My Co.lab Journey—WEEK 2

My Co.lab Journey—WEEK 2

Success is the progressive realization of a worthy ideal — Earl Nightingale

WHAT DID YOU LEARN

I learned the following this week:

  • Product Estimation: How to effectively estimate and communicate engineering effort on various tasks that make up a product—as a developer in a cross-functional team
  • Agile Practice: How to follow industry best practices for working in a product team.
  • Minimum viable product(MVP): Creating a small viable solution that brings value to users,
  • Writing a technical one-pager.

 

PRODUCT ESTIMATION

This is the estimation of time and resources required to build a product.

Product estimation can be broken into 3 steps:

  1. Product break-down
  2. Tech Research
  3. Time estimation and communication

Nugget: Think of products as smaller workable tasks, instead of a whole. Your goal as a developer is to make both communication and Estimation easier for your team.

1. PRODUCT BREAKDOWN

  • Split product into multiple tasks Think of what sort of tasks you will need to complete your product. Think of back-end and front-end feature work(API, DATABASE) these can all be tasks.

  • Ensure that each task(frontend/backend) can be individually tested as its entity.

  • Think of each task as work that can be done in parallel with other developers working on the product.

2. TECH RESEARCH

Don't reinvent the wheel unless you really have to. There are lots of tools that can help you—APIs, cloud services, developer tools, scripts(create-react-app), vs code plugins, etc.

Nugget: Look for existing frameworks you can use to your advantage. Pick frameworks that make sense for your application, then make a pro/con comparison for both. e.g reactjs vs vuejs

3. ESTIMATION AND COMMUNICATION

Important points on Estimation:

  • When it comes to Time Estimation, It's better to overestimate rather than underestimate.
  • The longer the task, the harder to estimate.
  • If a task takes 2 days of work break it down into sub-tasks, then put an estimation on those sub-tasks.
  • Prioritize tasks that align with your MVP—deprioritize stretch goals(anything not required to ship your MVP)

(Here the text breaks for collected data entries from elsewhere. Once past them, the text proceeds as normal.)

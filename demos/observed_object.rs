//! Observed object demo.
//!
//! An object with a `value` and a `header` property, watched by two observers
//! on `value` (told apart by context) and one on `header`.
//!
//! Run with `RUST_LOG=kvo_registry=trace cargo run --example observed_object`
//! to see the registry's own log records.

use kvo_registry::{kvo_setter, KeyValueObserving, KvoError, Observer, ObservingOptions, Registry};
use std::cell::{Cell, RefCell};
use std::rc::Rc;
use tracing_subscriber::EnvFilter;

#[derive(Debug, Clone)]
enum Property {
    Value(i32),
    Header(String),
}

#[derive(Debug, Clone, Copy)]
enum Context {
    Main,
    Other,
}

struct Object {
    value: Cell<i32>,
    header: RefCell<String>,
    kvo: Registry<Object, Property, Option<Context>>,
}

impl KeyValueObserving for Object {
    type Value = Property;
    type Context = Option<Context>;

    fn kvo(&self) -> &Registry<Self, Property, Option<Context>> {
        &self.kvo
    }
}

impl Object {
    fn new() -> Rc<Self> {
        Rc::new_cyclic(|me| Object {
            value: Cell::new(0),
            header: RefCell::new("default_header".to_string()),
            kvo: Registry::new(me.clone()),
        })
    }

    kvo_setter! {
        fn set_value(value: i32) => "value";
        fn set_header(header: String) => "header";
    }
}

fn observe(
    object: &Object,
    old: Option<&Property>,
    new: Option<&Property>,
    key: &str,
    context: &Option<Context>,
) {
    match context {
        Some(Context::Main) => {
            println!("Observed.1.1 {object:p}, old = {old:?}, new = {new:?}, key = {key:?}, context = main")
        }
        Some(Context::Other) => {
            println!("Observed.1.2 {object:p}, old = {old:?}, new = {new:?}, key = {key:?}, context = other")
        }
        None => println!("Observed.2 {object:p}, old = {old:?}, new = {new:?}, key = {key:?}"),
    }
}

fn main() -> Result<(), KvoError> {
    tracing_subscriber::fmt()
        .with_env_filter(EnvFilter::from_default_env())
        .init();

    let value_observer = Observer::new(
        "value",
        ObservingOptions::NEW,
        Some(Context::Main),
        |o: &Object| Property::Value(o.value.get()),
        observe,
    );
    let value_observer_other_context = Observer::new(
        "value",
        ObservingOptions::NEW,
        Some(Context::Other),
        |o: &Object| Property::Value(o.value.get()),
        observe,
    );
    let header_observer = Observer::new(
        "header",
        ObservingOptions::OLD | ObservingOptions::NEW,
        None,
        |o: &Object| Property::Header(o.header.borrow().clone()),
        observe,
    );

    let object = Object::new();
    object.add_observer(&value_observer);
    object.add_observer(&value_observer_other_context);
    object.add_observer(&header_observer);

    object.set_value(2)?;
    object.set_header("new_header".to_string())?;

    object.remove_observer(&value_observer);
    object.remove_observer(&value_observer_other_context);
    object.remove_observer(&header_observer);

    // Nobody is listening any more.
    object.set_value(3)?;

    Ok(())
}
//! Subscription descriptors.
//!
//! An [`Observer`] bundles everything needed to watch one property: the key,
//! the [`ObservingOptions`], an opaque context, a getter and a callback. It is
//! handed out as an `Rc` so the same descriptor can be shared between the
//! caller and any number of registry entries.

use std::cell::RefCell;
use std::fmt;
use std::rc::Rc;

use crate::ObservingOptions;

/// Reads the current value of the observed property from the observable.
pub type Getter<O, V> = dyn Fn(&O) -> V;

/// Invoked on change with `(observable, old, new, key, context)`.
///
/// `old` is `None` unless the observer was created with
/// [`ObservingOptions::OLD`]; `new` is `None` unless it was created with
/// [`ObservingOptions::NEW`].
pub type Callback<O, V, C> = dyn Fn(&O, Option<&V>, Option<&V>, &str, &C);

/// A single key-value subscription.
///
/// Everything except the two value slots is fixed at construction. To change
/// the key, options or functions, create a new observer.
pub struct Observer<O, V, C = ()> {
    key: Box<str>,
    options: ObservingOptions,
    context: C,
    getter: Box<Getter<O, V>>,
    callback: Box<Callback<O, V, C>>,
    // Only meaningful between `will_change` and the matching `did_change`.
    // Never reset, so an unpaired `did_change` sees the previous capture.
    old_value: RefCell<Option<V>>,
    new_value: RefCell<Option<V>>,
}

impl<O, V, C> Observer<O, V, C> {
    /// Creates an observer with a single live reference.
    ///
    /// # Examples
    ///
    /// ```rust
    /// use kvo_registry::{Observer, ObservingOptions};
    /// use std::cell::Cell;
    /// use std::rc::Rc;
    ///
    /// struct Counter {
    ///     count: Cell<u32>,
    /// }
    ///
    /// let observer = Observer::new(
    ///     "count",
    ///     ObservingOptions::NEW,
    ///     (),
    ///     |counter: &Counter| counter.count.get(),
    ///     |_counter, _old, new, key, _context| println!("{key} -> {new:?}"),
    /// );
    /// assert_eq!(observer.key(), "count");
    /// assert_eq!(Rc::strong_count(&observer), 1);
    /// ```
    pub fn new<G, F>(
        key: impl Into<Box<str>>,
        options: ObservingOptions,
        context: C,
        getter: G,
        callback: F,
    ) -> Rc<Self>
    where
        G: Fn(&O) -> V + 'static,
        F: Fn(&O, Option<&V>, Option<&V>, &str, &C) + 'static,
    {
        Rc::new(Self {
            key: key.into(),
            options,
            context,
            getter: Box::new(getter),
            callback: Box::new(callback),
            old_value: RefCell::new(None),
            new_value: RefCell::new(None),
        })
    }

    /// The observed property name.
    pub fn key(&self) -> &str {
        &self.key
    }

    pub fn options(&self) -> ObservingOptions {
        self.options
    }

    /// The caller-supplied context, passed through untouched to the callback.
    pub fn context(&self) -> &C {
        &self.context
    }

    pub(crate) fn matches(&self, key: &str) -> bool {
        *self.key == *key
    }

    /// Stores the pre-change value when `OLD` is requested.
    ///
    /// Returns whether a value was captured.
    pub(crate) fn capture_old(&self, observable: &O) -> bool {
        if !self.options.wants_old() {
            return false;
        }
        let value = (self.getter)(observable);
        *self.old_value.borrow_mut() = Some(value);
        true
    }

    /// Stores the post-change value when `NEW` is requested, then invokes the
    /// callback with the slots selected by the options.
    ///
    /// The registry refuses re-entrant notification of this observer's key
    /// while the callback runs, so the slots are never borrowed twice.
    pub(crate) fn deliver(&self, observable: &O) {
        if self.options.wants_new() {
            let value = (self.getter)(observable);
            *self.new_value.borrow_mut() = Some(value);
        }

        let old_slot = self.old_value.borrow();
        let new_slot = self.new_value.borrow();
        let old = if self.options.wants_old() {
            old_slot.as_ref()
        } else {
            None
        };
        let new = if self.options.wants_new() {
            new_slot.as_ref()
        } else {
            None
        };

        (self.callback)(observable, old, new, &self.key, &self.context);
    }
}

impl<O, V, C: fmt::Debug> fmt::Debug for Observer<O, V, C> {
    fn fmt(&self, f: &mut fmt::Formatter<'_>) -> fmt::Result {
        f.debug_struct("Observer")
            .field("key", &self.key)
            .field("options", &self.options)
            .field("context", &self.context)
            .finish_non_exhaustive()
    }
}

Important points on Communication:

  • Work closely with your PM/Design team from the onset
  • Try to find a product that is actually viable within the entire time given.
  • Communicate what you think are stretch goals and what you believe to be an MVP
  • Don't over-promise be realistic
  • Compromise, suggest alternatives to unrealistic goals.

 

AGILE PRACTICE

Agile practice is designed for cross-functional teams made up of product, engineering, and design experts. This team together identify opportunities and design solutions as a connected and integrated team. The philosophy behind cross-functional is that strong representation and collaboration between 3 key product disciplines, will ultimately bring the best product decisions and drive innovation.

Roles of Product, Design, and Engineering in a cross-functional team.

  1. Desirability (Product): This criterion is the degree to which our customers need and value a solution. Product managers have this criterion in mind when they are building a product.
  2. Feasibility (Developers): This is the degree to which we can technically architect a solution. What is possible based on the available technology?
  3. Usability (Design): This is the degree to which we would achieve the customer's need through a simple easy that's easy to use.

Product Backlog

This is the most important list in product development. It is the assembly of things you want to work on. The way you organize it, informs what you do next and how the team will execute it.

User Story

Backlogs are made up of many user stories. The user story is the smallest unit of work for a product.

User Story Structure As a {who} I want {what} because of {why}

Product development rituals

These are rituals that help teams build a potentially shippable product in a short period of time.

The rituals are:

  1. The Kick-off: This happens once every big project. The goal here is to get the team ready to start a new project.
  2. Refinement: In this ritual, the team prepares its requirements for the sprint planning meeting. Estimation is also discussed here.
  3. Planning: Here the team decides on what will be the focus for the next sprint(gotten from the product backlog). In planning, you are building a smaller backlog of things you will be focusing on in the upcoming week.

    Nugget: Planning a new sprint is easier if you have kept your sprint backlog from the past up to date.

  4. Stand-up: The goal of the daily stand-up is to review your progress and plan toward the sprint goal/.

  5. Review/Retrospection: Here you share your work with customers and stakeholders and receive feedback to inform your next sprints. this is where the feedback loop is built in Agile practice.